## EXERCISE
Every line holding the string "build" should be copied from the listing.

------ DATA EXTRACT ------

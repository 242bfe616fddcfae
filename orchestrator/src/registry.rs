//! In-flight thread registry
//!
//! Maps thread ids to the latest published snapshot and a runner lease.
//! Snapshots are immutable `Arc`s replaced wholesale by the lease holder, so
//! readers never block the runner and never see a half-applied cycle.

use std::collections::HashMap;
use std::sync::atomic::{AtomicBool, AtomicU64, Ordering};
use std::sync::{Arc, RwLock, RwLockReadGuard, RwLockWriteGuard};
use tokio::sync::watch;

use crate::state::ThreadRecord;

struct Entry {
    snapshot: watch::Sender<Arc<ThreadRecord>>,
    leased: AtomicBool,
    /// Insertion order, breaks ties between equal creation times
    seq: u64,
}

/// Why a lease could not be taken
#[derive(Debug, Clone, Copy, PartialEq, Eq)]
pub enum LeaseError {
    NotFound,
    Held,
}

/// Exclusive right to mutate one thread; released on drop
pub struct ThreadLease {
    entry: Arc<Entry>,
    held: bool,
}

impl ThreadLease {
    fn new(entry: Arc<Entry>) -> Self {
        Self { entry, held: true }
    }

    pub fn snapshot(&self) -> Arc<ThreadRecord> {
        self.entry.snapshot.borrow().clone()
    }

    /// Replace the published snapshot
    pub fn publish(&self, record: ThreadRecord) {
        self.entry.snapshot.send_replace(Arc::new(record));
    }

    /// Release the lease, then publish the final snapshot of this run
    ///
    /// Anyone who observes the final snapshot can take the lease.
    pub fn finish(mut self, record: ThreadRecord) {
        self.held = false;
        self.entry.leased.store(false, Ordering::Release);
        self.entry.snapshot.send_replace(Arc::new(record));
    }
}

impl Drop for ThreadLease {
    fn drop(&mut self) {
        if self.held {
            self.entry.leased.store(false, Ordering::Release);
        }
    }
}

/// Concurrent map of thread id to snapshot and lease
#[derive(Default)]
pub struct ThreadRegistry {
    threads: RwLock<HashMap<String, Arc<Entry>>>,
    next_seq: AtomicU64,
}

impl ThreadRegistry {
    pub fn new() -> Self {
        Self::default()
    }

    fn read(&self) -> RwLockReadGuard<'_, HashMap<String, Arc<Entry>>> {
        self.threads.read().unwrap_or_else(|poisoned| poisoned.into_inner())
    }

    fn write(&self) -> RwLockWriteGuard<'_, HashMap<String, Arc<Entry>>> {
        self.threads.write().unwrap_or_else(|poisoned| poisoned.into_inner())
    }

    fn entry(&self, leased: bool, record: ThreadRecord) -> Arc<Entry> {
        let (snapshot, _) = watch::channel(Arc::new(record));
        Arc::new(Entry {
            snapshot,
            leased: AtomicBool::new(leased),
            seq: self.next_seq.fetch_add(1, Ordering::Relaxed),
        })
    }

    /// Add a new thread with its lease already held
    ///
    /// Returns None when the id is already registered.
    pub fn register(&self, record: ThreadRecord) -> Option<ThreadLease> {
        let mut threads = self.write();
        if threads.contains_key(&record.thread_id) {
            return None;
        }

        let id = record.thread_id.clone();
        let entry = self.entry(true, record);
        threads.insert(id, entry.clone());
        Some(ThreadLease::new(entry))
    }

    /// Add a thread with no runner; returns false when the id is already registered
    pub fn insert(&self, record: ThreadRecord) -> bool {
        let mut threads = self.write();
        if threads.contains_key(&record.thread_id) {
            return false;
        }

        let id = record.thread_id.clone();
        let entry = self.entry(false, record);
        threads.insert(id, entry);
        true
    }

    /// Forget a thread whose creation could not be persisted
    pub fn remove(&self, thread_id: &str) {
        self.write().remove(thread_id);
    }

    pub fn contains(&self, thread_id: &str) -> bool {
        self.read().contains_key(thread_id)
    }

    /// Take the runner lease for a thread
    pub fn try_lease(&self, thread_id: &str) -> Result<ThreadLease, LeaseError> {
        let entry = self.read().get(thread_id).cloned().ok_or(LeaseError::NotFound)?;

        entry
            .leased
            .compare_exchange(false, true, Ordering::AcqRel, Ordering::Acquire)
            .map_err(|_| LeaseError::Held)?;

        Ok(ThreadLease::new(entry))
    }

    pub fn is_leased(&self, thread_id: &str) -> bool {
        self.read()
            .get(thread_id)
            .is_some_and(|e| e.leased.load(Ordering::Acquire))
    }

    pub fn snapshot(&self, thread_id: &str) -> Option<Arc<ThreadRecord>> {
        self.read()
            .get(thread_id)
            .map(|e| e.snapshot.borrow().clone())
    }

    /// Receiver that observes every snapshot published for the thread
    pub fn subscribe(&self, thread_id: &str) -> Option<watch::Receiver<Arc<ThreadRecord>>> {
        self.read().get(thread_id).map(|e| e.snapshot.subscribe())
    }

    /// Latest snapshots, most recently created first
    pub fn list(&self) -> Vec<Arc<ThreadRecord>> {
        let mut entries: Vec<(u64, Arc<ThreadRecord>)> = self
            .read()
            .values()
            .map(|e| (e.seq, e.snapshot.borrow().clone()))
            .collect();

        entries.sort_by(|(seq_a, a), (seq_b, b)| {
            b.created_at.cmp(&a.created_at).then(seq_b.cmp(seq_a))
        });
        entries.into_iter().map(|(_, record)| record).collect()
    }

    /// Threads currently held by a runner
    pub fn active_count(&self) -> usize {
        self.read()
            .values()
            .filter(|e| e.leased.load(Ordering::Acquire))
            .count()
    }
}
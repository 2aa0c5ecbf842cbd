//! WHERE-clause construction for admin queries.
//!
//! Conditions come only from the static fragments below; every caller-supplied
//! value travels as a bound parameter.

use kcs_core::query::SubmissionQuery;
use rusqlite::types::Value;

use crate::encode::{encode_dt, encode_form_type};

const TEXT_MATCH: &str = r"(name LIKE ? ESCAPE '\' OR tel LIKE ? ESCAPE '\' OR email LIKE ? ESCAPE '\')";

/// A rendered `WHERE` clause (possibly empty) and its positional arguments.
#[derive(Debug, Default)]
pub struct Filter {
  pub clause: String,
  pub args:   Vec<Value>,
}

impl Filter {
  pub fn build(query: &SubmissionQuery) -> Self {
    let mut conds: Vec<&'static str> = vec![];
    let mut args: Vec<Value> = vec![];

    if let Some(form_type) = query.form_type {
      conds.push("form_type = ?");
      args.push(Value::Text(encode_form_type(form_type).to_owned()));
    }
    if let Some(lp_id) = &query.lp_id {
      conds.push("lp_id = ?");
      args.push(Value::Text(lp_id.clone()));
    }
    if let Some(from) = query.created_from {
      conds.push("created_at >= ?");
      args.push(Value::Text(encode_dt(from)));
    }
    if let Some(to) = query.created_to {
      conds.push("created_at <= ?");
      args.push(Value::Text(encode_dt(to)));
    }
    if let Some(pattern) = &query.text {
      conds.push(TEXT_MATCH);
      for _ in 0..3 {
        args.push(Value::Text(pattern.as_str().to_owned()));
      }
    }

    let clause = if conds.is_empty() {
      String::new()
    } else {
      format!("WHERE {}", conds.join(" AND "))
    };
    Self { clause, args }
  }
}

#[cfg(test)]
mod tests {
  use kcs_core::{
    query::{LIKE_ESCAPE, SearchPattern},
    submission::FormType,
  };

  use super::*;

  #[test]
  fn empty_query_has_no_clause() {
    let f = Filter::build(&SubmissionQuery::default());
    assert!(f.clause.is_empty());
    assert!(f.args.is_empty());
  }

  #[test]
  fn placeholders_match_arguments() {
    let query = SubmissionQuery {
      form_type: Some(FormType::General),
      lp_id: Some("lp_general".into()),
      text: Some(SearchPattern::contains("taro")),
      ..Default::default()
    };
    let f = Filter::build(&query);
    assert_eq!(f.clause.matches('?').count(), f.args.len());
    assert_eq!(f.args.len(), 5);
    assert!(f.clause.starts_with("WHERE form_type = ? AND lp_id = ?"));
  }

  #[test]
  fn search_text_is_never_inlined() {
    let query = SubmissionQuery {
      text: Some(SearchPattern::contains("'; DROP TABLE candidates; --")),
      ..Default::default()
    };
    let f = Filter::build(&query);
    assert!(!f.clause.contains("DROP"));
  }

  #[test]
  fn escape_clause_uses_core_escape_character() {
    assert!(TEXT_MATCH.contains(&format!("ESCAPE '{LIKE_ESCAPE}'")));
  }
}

------

## RESPONSE TO THIS EXERCISE
  pub fn build(query: &SubmissionQuery) -> Self {
    let f = Filter::build(&SubmissionQuery::default());
    let f = Filter::build(&query);
    let f = Filter::build(&query);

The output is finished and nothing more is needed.